ACTION ITEM » Find every line in the records below that contains the word "single", and copy each such line.

INFORMATION SHOWN START

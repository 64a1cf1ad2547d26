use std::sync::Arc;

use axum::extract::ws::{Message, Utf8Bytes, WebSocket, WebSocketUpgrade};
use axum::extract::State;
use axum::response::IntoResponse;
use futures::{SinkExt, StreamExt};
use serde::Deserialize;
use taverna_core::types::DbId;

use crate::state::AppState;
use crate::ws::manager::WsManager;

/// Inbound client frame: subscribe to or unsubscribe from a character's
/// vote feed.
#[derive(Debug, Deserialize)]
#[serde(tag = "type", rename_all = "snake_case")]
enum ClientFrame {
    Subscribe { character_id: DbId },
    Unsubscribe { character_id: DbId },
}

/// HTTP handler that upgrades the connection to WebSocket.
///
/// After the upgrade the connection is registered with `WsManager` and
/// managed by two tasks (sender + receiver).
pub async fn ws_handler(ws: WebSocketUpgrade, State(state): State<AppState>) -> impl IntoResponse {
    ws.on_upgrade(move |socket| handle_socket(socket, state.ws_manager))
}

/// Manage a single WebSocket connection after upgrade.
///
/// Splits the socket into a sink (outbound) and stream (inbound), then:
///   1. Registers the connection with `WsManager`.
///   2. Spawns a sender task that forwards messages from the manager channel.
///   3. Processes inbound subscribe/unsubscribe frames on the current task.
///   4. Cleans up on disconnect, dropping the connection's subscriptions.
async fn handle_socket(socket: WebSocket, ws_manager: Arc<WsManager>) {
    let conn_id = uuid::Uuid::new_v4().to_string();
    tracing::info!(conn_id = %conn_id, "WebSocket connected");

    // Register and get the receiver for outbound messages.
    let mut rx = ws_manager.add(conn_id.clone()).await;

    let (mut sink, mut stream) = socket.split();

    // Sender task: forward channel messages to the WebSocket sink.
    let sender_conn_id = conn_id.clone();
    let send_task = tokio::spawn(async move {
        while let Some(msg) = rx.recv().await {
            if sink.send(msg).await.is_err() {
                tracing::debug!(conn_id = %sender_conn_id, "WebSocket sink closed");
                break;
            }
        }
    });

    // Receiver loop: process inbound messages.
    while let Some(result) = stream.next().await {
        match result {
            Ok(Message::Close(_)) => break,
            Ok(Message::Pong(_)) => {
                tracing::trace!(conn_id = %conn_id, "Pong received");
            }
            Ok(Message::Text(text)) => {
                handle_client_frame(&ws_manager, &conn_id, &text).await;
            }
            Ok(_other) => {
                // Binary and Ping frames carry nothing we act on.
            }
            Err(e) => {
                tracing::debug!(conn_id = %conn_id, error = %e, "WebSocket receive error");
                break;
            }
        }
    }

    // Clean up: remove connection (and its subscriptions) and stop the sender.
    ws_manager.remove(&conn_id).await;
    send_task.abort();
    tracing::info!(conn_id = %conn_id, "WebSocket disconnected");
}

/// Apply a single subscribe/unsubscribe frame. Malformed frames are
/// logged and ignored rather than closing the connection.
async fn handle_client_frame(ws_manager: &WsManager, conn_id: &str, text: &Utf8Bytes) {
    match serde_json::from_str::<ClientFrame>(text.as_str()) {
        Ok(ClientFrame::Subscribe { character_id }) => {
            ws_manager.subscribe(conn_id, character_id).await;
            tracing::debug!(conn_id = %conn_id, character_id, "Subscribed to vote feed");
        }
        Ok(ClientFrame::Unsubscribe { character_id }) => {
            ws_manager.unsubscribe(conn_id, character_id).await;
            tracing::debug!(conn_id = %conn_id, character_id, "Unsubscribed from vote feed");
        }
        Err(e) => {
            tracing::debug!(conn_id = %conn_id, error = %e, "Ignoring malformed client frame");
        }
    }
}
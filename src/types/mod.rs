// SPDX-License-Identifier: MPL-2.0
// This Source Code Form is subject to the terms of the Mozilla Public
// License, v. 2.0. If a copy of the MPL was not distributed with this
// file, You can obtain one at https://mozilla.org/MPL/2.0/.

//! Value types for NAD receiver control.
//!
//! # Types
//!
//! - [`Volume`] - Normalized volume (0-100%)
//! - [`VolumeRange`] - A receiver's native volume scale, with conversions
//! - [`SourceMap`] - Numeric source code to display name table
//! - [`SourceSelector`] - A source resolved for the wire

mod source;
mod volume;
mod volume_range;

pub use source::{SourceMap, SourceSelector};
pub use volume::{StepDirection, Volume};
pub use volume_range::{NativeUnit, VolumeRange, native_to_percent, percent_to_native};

INFORMATION SHOWN END

EXERCISE ANSWER »
/// Manage a single WebSocket connection after upgrade.
/// Apply a single subscribe/unsubscribe frame. Malformed frames are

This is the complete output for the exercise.